▶ [PROMPT]: Locate each line in the records containing "ChunksExact". Copy it.

#### DATA RECORDS ####

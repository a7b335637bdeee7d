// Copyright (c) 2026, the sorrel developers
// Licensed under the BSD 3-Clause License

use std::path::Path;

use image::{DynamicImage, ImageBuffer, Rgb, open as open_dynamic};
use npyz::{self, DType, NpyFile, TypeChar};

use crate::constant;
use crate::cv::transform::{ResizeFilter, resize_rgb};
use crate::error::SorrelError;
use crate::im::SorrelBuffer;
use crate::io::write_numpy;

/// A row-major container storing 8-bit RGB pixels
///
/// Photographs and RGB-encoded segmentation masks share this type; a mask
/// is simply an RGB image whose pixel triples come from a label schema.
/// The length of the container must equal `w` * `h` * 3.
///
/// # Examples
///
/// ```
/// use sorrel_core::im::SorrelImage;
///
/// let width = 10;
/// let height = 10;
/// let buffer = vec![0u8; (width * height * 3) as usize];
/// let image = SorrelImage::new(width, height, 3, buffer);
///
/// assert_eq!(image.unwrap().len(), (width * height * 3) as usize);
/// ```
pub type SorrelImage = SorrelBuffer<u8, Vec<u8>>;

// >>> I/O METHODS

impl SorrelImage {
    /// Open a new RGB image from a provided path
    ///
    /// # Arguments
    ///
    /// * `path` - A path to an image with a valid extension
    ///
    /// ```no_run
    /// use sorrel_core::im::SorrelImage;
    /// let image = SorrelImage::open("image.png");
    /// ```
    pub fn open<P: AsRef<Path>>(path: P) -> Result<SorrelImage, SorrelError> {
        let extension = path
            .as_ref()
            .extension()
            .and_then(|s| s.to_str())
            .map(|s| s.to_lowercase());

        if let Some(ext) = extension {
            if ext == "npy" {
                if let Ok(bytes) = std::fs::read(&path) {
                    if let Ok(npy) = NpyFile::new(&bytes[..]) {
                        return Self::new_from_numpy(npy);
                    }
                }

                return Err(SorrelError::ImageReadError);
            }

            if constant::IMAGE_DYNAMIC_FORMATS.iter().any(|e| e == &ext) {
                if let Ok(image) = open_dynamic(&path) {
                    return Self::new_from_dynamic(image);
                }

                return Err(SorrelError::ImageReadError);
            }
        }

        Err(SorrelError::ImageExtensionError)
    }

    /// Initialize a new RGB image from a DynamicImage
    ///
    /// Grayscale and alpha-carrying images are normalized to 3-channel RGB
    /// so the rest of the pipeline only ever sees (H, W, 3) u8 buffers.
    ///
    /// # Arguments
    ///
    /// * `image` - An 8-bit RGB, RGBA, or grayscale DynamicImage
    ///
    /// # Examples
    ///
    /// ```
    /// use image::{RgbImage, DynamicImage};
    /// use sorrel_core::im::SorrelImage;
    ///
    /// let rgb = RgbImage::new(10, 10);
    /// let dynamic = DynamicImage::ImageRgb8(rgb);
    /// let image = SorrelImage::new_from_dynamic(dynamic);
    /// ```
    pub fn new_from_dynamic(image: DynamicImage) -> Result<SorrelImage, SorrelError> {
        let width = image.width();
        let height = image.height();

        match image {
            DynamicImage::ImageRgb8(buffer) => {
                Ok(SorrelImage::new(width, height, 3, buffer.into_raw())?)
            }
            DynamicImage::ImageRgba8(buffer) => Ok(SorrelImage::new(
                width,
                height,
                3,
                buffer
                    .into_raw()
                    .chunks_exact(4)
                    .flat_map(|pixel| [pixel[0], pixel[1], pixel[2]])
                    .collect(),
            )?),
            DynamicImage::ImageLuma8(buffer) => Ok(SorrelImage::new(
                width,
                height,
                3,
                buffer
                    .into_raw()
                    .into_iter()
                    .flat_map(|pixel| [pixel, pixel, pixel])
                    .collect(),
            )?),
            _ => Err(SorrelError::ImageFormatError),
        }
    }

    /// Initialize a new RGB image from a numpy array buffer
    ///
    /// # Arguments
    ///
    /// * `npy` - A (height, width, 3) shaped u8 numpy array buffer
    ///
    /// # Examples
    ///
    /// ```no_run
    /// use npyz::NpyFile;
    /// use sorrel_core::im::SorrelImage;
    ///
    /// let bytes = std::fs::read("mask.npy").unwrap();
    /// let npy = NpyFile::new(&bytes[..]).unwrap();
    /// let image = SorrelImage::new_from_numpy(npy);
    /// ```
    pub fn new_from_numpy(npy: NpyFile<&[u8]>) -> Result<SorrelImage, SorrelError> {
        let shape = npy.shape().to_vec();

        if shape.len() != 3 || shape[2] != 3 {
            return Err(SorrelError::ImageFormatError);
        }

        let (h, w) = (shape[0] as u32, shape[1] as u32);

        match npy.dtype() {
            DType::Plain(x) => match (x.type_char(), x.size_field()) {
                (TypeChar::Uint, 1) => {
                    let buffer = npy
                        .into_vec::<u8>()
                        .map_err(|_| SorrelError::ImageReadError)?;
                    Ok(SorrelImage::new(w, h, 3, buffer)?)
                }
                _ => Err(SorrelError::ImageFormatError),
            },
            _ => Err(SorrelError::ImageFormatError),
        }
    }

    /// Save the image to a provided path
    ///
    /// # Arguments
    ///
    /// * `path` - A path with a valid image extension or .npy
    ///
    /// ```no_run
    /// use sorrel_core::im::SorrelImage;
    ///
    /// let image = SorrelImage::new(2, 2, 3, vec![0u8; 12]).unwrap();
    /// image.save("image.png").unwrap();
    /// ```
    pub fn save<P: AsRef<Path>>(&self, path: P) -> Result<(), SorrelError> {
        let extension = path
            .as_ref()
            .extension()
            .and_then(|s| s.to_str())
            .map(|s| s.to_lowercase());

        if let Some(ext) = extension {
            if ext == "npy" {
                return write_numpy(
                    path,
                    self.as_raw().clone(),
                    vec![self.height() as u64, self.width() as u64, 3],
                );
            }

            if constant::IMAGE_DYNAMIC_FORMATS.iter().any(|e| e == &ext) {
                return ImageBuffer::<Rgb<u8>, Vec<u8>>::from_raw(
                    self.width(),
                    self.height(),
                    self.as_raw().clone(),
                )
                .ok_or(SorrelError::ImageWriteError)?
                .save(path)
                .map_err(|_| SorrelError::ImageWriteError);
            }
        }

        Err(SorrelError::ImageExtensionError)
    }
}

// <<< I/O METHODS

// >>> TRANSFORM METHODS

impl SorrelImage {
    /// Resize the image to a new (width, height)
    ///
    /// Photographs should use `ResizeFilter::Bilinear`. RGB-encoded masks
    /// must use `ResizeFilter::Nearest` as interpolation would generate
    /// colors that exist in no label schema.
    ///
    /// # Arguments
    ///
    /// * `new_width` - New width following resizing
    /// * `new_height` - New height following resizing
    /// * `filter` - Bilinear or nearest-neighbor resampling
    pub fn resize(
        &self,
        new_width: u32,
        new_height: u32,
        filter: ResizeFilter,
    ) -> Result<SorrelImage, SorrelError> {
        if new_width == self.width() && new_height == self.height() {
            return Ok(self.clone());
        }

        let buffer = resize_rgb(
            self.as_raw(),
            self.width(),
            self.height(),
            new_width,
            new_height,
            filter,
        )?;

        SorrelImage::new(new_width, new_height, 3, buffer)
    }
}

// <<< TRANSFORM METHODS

####
#### DATA RECORDS ####

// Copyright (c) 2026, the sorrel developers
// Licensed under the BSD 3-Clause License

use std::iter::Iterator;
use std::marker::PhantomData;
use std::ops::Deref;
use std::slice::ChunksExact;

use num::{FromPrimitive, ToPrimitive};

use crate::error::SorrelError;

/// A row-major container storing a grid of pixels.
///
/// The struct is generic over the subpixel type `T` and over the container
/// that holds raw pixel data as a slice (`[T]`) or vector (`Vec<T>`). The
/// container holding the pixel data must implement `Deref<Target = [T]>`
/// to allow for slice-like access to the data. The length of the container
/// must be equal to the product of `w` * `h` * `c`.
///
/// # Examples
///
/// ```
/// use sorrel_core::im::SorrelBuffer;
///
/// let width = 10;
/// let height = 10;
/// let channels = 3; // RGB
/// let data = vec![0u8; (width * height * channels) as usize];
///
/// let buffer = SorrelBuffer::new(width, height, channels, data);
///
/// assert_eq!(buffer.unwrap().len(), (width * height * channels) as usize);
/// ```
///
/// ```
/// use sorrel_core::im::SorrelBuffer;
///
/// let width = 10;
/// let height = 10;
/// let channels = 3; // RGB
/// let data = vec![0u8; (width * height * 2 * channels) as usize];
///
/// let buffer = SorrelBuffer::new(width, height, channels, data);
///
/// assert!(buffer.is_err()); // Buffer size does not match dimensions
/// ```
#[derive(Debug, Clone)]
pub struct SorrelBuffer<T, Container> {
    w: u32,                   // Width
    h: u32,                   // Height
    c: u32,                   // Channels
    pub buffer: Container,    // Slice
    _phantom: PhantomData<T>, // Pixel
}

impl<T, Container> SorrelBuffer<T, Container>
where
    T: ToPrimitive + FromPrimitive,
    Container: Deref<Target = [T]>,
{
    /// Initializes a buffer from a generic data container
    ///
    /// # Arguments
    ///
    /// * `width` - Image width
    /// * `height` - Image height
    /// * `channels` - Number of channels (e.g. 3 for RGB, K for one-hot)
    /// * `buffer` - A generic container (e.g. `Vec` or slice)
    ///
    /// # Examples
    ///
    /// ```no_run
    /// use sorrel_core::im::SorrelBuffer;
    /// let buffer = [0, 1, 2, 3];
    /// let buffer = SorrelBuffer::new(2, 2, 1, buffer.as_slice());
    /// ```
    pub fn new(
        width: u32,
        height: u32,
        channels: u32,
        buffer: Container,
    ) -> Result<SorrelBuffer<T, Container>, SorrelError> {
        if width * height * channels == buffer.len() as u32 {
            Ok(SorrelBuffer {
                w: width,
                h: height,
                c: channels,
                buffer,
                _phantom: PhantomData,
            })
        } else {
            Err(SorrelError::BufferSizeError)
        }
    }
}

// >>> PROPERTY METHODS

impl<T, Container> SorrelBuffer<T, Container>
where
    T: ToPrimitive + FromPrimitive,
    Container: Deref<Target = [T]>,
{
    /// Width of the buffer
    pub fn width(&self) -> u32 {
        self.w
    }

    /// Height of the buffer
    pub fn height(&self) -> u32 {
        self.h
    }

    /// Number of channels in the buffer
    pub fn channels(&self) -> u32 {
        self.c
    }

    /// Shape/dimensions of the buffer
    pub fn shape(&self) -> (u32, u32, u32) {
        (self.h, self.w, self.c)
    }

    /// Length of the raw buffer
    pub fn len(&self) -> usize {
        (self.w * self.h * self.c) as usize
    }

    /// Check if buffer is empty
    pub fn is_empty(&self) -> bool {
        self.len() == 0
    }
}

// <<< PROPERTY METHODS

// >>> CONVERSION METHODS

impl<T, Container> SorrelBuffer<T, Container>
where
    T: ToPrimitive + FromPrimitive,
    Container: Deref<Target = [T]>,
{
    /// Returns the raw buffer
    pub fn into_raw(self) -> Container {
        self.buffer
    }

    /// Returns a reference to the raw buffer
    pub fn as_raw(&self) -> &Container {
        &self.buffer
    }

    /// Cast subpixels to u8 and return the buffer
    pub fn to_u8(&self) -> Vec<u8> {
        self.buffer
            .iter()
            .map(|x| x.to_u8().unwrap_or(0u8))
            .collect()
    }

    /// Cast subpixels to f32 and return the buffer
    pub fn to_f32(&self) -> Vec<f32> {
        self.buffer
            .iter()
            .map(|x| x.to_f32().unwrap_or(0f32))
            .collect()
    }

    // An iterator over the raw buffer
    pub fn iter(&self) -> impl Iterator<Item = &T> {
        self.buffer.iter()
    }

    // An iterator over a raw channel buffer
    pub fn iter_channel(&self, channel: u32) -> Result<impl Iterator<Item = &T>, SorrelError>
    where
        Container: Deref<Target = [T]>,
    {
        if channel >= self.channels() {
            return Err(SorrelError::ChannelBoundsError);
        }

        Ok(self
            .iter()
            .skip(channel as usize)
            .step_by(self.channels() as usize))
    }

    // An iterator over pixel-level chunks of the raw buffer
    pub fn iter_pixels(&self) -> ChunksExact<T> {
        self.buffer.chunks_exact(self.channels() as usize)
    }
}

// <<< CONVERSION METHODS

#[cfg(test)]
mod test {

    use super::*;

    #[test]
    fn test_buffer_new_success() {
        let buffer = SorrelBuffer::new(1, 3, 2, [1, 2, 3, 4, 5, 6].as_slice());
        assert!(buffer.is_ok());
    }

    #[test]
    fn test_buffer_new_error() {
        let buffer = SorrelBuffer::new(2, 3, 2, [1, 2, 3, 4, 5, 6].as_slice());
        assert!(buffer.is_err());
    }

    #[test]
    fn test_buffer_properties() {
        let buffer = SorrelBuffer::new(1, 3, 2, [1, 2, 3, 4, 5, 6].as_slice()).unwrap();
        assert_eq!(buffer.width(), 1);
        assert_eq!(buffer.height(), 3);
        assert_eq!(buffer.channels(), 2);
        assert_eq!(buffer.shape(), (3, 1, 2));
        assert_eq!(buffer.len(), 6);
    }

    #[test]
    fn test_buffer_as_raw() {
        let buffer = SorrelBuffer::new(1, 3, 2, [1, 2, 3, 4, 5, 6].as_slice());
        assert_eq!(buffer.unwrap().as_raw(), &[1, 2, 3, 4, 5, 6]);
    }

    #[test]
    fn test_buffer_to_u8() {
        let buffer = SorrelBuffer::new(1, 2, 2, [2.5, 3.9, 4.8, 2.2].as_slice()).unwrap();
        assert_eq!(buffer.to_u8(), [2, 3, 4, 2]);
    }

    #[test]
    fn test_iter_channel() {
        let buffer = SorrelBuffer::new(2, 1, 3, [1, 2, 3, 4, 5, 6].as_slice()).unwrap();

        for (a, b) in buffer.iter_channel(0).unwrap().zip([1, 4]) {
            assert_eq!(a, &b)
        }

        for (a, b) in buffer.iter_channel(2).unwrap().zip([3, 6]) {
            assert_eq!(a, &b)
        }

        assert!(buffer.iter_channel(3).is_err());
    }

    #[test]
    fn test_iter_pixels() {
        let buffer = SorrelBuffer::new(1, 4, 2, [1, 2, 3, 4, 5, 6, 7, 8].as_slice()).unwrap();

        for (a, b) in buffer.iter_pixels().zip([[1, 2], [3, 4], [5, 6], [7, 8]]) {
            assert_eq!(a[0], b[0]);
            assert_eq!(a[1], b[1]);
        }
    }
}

####

▶ [THE ANSWER]:
use std::slice::ChunksExact;
    pub fn iter_pixels(&self) -> ChunksExact<T> {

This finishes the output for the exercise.